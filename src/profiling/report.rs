// Renders a session into ranked, percentage-annotated tables plus global
// summaries. Everything here is read-only over a session snapshot.

use std::io::{self, Write};

use serde::{Deserialize, Serialize};

use crate::execution::engine::FunctionRegistry;
use crate::model::ExecutionLocale;

use super::aggregate::{self, ClassRollup, OpRollup};
use super::session::ProfileSession;

/// Row-count limits for the ranked tables
#[derive(Debug, Clone, Copy, PartialEq, Eq, Serialize, Deserialize)]
pub struct ReportLimits {
    /// Rows shown in the per-node (apply) table
    pub n_apply_rows: usize,
    /// Rows shown in each of the op-instance and op-class tables
    pub n_op_rows: usize,
}

impl Default for ReportLimits {
    fn default() -> Self {
        Self {
            n_apply_rows: 15,
            n_op_rows: 20,
        }
    }
}

impl ReportLimits {
    pub fn new() -> Self {
        Self::default()
    }

    pub fn with_apply_rows(mut self, rows: usize) -> Self {
        self.n_apply_rows = rows;
        self
    }

    pub fn with_op_rows(mut self, rows: usize) -> Self {
        self.n_op_rows = rows;
        self
    }
}

/// Write the full summary report for a session
pub fn write_summary<W: Write>(
    w: &mut W,
    session: &ProfileSession,
    functions: &FunctionRegistry,
    limits: ReportLimits,
) -> io::Result<()> {
    write_report(w, "Profile summary", session, functions, limits, true)
}

/// Write the report for a difference session
///
/// The apply table is suppressed: node positions from two independently
/// compiled graphs are not comparable.
pub fn write_diff_summary<W: Write>(
    w: &mut W,
    session: &ProfileSession,
    functions: &FunctionRegistry,
    limits: ReportLimits,
) -> io::Result<()> {
    write_report(w, "Profile diff summary", session, functions, limits, false)
}

fn write_report<W: Write>(
    w: &mut W,
    title: &str,
    session: &ProfileSession,
    functions: &FunctionRegistry,
    limits: ReportLimits,
    print_apply: bool,
) -> io::Result<()> {
    let local_time = session.local_time();

    writeln!(w)?;
    writeln!(w, "{}", title)?;
    writeln!(w, "{}", "-".repeat(title.len()))?;
    writeln!(w)?;
    writeln!(w, "local_time {:.3}s (time spent running thunks)", local_time)?;

    if print_apply {
        write_apply_table(w, session, functions, local_time, limits.n_apply_rows)?;
    }

    let ops = aggregate::op_rollups(session, functions);
    write_op_table(w, &ops, local_time, limits.n_op_rows)?;

    let classes = aggregate::class_rollups(&ops);
    write_class_table(w, &classes, local_time, limits.n_op_rows)?;

    write_function_summary(w, session, functions)?;
    write_promotion_scan(w, functions)?;
    write_locale_split(w, &classes, local_time)?;
    Ok(())
}

struct ApplyRow {
    share: f64,
    time: f64,
    index: usize,
    name: String,
    nb_call: i64,
}

fn write_apply_table<W: Write>(
    w: &mut W,
    session: &ProfileSession,
    functions: &FunctionRegistry,
    local_time: f64,
    n_rows: usize,
) -> io::Result<()> {
    writeln!(w)?;
    writeln!(
        w,
        "Apply-wise summary: <% of local_time at this position> <cumulative %> \
         <apply time> <cumulative seconds> <time per call> <nb_call> <position> <node name>"
    )?;

    let mut rows = Vec::new();
    for (key, &time) in &session.apply_time {
        let Some((function, node)) = functions.find_node(key.node) else {
            continue;
        };
        let nb_call = session
            .fct_call_count
            .get(&function.id())
            .copied()
            .unwrap_or(0);
        if nb_call == 0 {
            assert!(
                time == 0.0,
                "node '{}' accumulated {:.6}s but its function was never called",
                node.name,
                time
            );
            continue;
        }
        rows.push(ApplyRow {
            share: pct(time, local_time),
            time,
            index: key.index,
            name: node.name.clone(),
            nb_call,
        });
    }
    rows.sort_by(|a, b| {
        b.time
            .total_cmp(&a.time)
            .then(a.index.cmp(&b.index))
            .then(a.name.cmp(&b.name))
    });

    let mut cumulative = 0.0;
    for row in rows.iter().take(n_rows) {
        cumulative += row.time;
        writeln!(
            w,
            "   {:4.1}%  {:5.1}%  {:6.3}s  {:6.3}s  {:.2e}s  {:5}  {:3}  {}",
            row.share,
            pct(cumulative, local_time),
            row.time,
            cumulative,
            row.time / row.nb_call as f64,
            row.nb_call,
            row.index,
            row.name
        )?;
    }

    let rest = &rows[n_rows.min(rows.len())..];
    writeln!(
        w,
        "   ... (remaining {} Apply instances account for {:.2}%({:.2}s) of the runtime)",
        rest.len(),
        rest.iter().map(|r| r.share).sum::<f64>() + 0.0,
        rest.iter().map(|r| r.time).sum::<f64>() + 0.0
    )?;
    Ok(())
}

fn write_op_table<W: Write>(
    w: &mut W,
    ops: &[OpRollup],
    local_time: f64,
    n_rows: usize,
) -> io::Result<()> {
    let show_flops = ops.iter().any(|op| op.mflops.is_some());

    writeln!(w)?;
    if show_flops {
        writeln!(
            w,
            "Throughput figures come from static per-op cost hints; treat them as estimates."
        )?;
    }
    writeln!(
        w,
        "Op-wise summary: <% of local_time on this Op> <cumulative %> <self seconds> \
         <cumulative seconds> <time per call>{} <nb_call> <nb apply> <Op name>",
        if show_flops { " <MFlops/s>" } else { "" }
    )?;

    let mut rows: Vec<&OpRollup> = Vec::new();
    for op in ops {
        if op.call_count == 0 {
            assert!(
                op.self_time == 0.0,
                "op '{}' accumulated {:.6}s with a zero call count",
                op.op.label(),
                op.self_time
            );
            continue;
        }
        rows.push(op);
    }
    rows.sort_by(|a, b| {
        b.self_time
            .total_cmp(&a.self_time)
            .then_with(|| a.op.label().cmp(b.op.label()))
            .then(a.op.id().cmp(&b.op.id()))
    });

    let mut cumulative = 0.0;
    for op in rows.iter().take(n_rows) {
        cumulative += op.self_time;
        let marker = if op.native { '*' } else { ' ' };
        let flops_col = match (show_flops, op.mflops) {
            (true, Some(f)) => format!(" {:9.1}", f),
            (true, None) => format!(" {:>9}", "-"),
            (false, _) => String::new(),
        };
        writeln!(
            w,
            "   {:4.1}%  {:5.1}%  {:6.3}s  {:6.3}s  {:.2e}s {}{} {:5} {:3} {}",
            pct(op.self_time, local_time),
            pct(cumulative, local_time),
            op.self_time,
            cumulative,
            op.self_time / op.call_count as f64,
            marker,
            flops_col,
            op.call_count,
            op.apply_count,
            op.op.label()
        )?;
    }

    let rest = &rows[n_rows.min(rows.len())..];
    writeln!(
        w,
        "   ... (remaining {} Ops account for {:.2}%({:.2}s) of the runtime)",
        rest.len(),
        rest.iter().map(|op| pct(op.self_time, local_time)).sum::<f64>() + 0.0,
        rest.iter().map(|op| op.self_time).sum::<f64>() + 0.0
    )?;
    writeln!(w, "(*) Op runs a native implementation")?;
    Ok(())
}

fn write_class_table<W: Write>(
    w: &mut W,
    classes: &[ClassRollup],
    local_time: f64,
    n_rows: usize,
) -> io::Result<()> {
    let show_flops = classes.iter().any(|class| class.mflops.is_some());

    writeln!(w)?;
    writeln!(
        w,
        "Class-wise summary: <% of local_time on this class> <cumulative %> <self seconds> \
         <cumulative seconds> <time per call>{} <nb_call> <nb apply> <nb op> <Class name>",
        if show_flops { " <MFlops/s>" } else { "" }
    )?;

    let mut rows: Vec<&ClassRollup> = Vec::new();
    for class in classes {
        if class.call_count == 0 {
            assert!(
                class.self_time == 0.0,
                "class '{}' accumulated {:.6}s with a zero call count",
                class.name,
                class.self_time
            );
            continue;
        }
        rows.push(class);
    }
    rows.sort_by(|a, b| {
        b.self_time
            .total_cmp(&a.self_time)
            .then_with(|| a.name.cmp(&b.name))
    });

    let mut cumulative = 0.0;
    for class in rows.iter().take(n_rows) {
        cumulative += class.self_time;
        let marker = if class.native { '*' } else { ' ' };
        let flops_col = match (show_flops, class.mflops) {
            (true, Some(f)) => format!(" {:9.1}", f),
            (true, None) => format!(" {:>9}", "-"),
            (false, _) => String::new(),
        };
        writeln!(
            w,
            "   {:4.1}%  {:5.1}%  {:6.3}s  {:6.3}s  {:.2e}s {}{} {:5} {:3} {:3} {}",
            pct(class.self_time, local_time),
            pct(cumulative, local_time),
            class.self_time,
            cumulative,
            class.self_time / class.call_count as f64,
            marker,
            flops_col,
            class.call_count,
            class.apply_count,
            class.instance_count,
            class.name
        )?;
    }

    let rest = &rows[n_rows.min(rows.len())..];
    writeln!(
        w,
        "   ... (remaining {} classes account for {:.2}%({:.2}s) of the runtime)",
        rest.len(),
        rest.iter().map(|c| pct(c.self_time, local_time)).sum::<f64>() + 0.0,
        rest.iter().map(|c| c.self_time).sum::<f64>() + 0.0
    )?;
    writeln!(w, "(*) Class runs a native implementation")?;
    Ok(())
}

fn write_function_summary<W: Write>(
    w: &mut W,
    session: &ProfileSession,
    functions: &FunctionRegistry,
) -> io::Result<()> {
    let total_time = session.elapsed();
    let local_time = session.local_time();
    let compile_time = session.compile_time;
    let total_fct_time = session.total_fct_time();
    let total_fct_calls = session.total_fct_calls();
    let other_time = total_time - local_time - compile_time;

    writeln!(w)?;
    writeln!(
        w,
        "Function summary: <% of total fct time> <total time> <time per call> <nb call> <fct name>"
    )?;
    for function in functions.iter() {
        let count = session
            .fct_call_count
            .get(&function.id())
            .copied()
            .unwrap_or(0);
        if count > 0 {
            let time = session
                .fct_call_time
                .get(&function.id())
                .copied()
                .unwrap_or(0.0);
            writeln!(
                w,
                "   {:4.1}% {:.3}s {:.2e}s {} {}",
                pct(time, total_fct_time),
                time,
                time / count as f64,
                count,
                function.name()
            )?;
        } else {
            writeln!(w, "   NOT CALLED  {}", function.name())?;
        }
    }

    let time_in_fct = if total_fct_time > 0.0 {
        pct(local_time, total_fct_time)
    } else {
        0.0
    };
    let time_per_call = if total_fct_calls != 0 {
        total_fct_time / total_fct_calls as f64
    } else {
        0.0
    };

    writeln!(w)?;
    writeln!(w, "Time since profiler start {:.3}s", total_time)?;
    writeln!(
        w,
        "Compile time: {:.3}s {:.1}%",
        compile_time,
        pct(compile_time, total_time)
    )?;
    writeln!(
        w,
        "Function call time: {:.3}s {:.1}%",
        total_fct_time,
        pct(total_fct_time, total_time)
    )?;
    writeln!(
        w,
        "   Op time (included in fct call, time spent running thunks) {:.3}s \
         {:.1}%(of total) {:.1}%(of fct call)",
        local_time,
        pct(local_time, total_time),
        time_in_fct
    )?;
    writeln!(
        w,
        "Other time since profiler start {:.3}s {:.1}%",
        other_time,
        pct(other_time, total_time)
    )?;
    writeln!(
        w,
        "{} function calls, {:.3}s per call",
        total_fct_calls, time_per_call
    )?;
    Ok(())
}

fn write_promotion_scan<W: Write>(w: &mut W, functions: &FunctionRegistry) -> io::Result<()> {
    writeln!(w)?;
    writeln!(
        w,
        "Nodes with a high-precision output but no high-precision input. Useful to \
         catch forgotten casts when targeting lower-precision types."
    )?;
    writeln!(w, "<node> <input types> <output types>")?;
    for function in functions.iter() {
        for node in function.nodes() {
            if node.promotes_precision() {
                let inputs: Vec<String> =
                    node.input_dtypes.iter().map(|d| d.to_string()).collect();
                let outputs: Vec<String> =
                    node.output_dtypes.iter().map(|d| d.to_string()).collect();
                writeln!(
                    w,
                    "   {} [{}] [{}]",
                    node.name,
                    inputs.join(", "),
                    outputs.join(", ")
                )?;
            }
        }
    }
    Ok(())
}

fn write_locale_split<W: Write>(
    w: &mut W,
    classes: &[ClassRollup],
    local_time: f64,
) -> io::Result<()> {
    if !classes.iter().any(|c| c.locale == ExecutionLocale::Device) {
        return Ok(());
    }

    let mut host = 0.0;
    let mut device = 0.0;
    let mut transfer = 0.0;
    for class in classes {
        match class.locale {
            ExecutionLocale::Host => host += class.self_time,
            ExecutionLocale::Device => device += class.self_time,
            ExecutionLocale::Transfer => transfer += class.self_time,
        }
    }

    writeln!(w)?;
    writeln!(
        w,
        "Spent {:.3}s({:.3}%) in host ops, {:.3}s({:.3}%) in device ops and \
         {:.3}s({:.3}%) in transfer ops",
        host,
        pct(host, local_time),
        device,
        pct(device, local_time),
        transfer,
        pct(transfer, local_time)
    )?;
    Ok(())
}

fn pct(value: f64, total: f64) -> f64 {
    if total != 0.0 {
        100.0 * value / total
    } else {
        0.0
    }
}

→ **Prompt**: Restate the material word for word, but only from its first line through the line containing "per-node (apply) table".

→ **Output of the exercise**:
filename src/profiling/report.rs
// Renders a session into ranked, percentage-annotated tables plus global
// summaries. Everything here is read-only over a session snapshot.

use std::io::{self, Write};

use serde::{Deserialize, Serialize};

use crate::execution::engine::FunctionRegistry;
use crate::model::ExecutionLocale;

use super::aggregate::{self, ClassRollup, OpRollup};
use super::session::ProfileSession;

/// Row-count limits for the ranked tables
#[derive(Debug, Clone, Copy, PartialEq, Eq, Serialize, Deserialize)]
pub struct ReportLimits {
    /// Rows shown in the per-node (apply) table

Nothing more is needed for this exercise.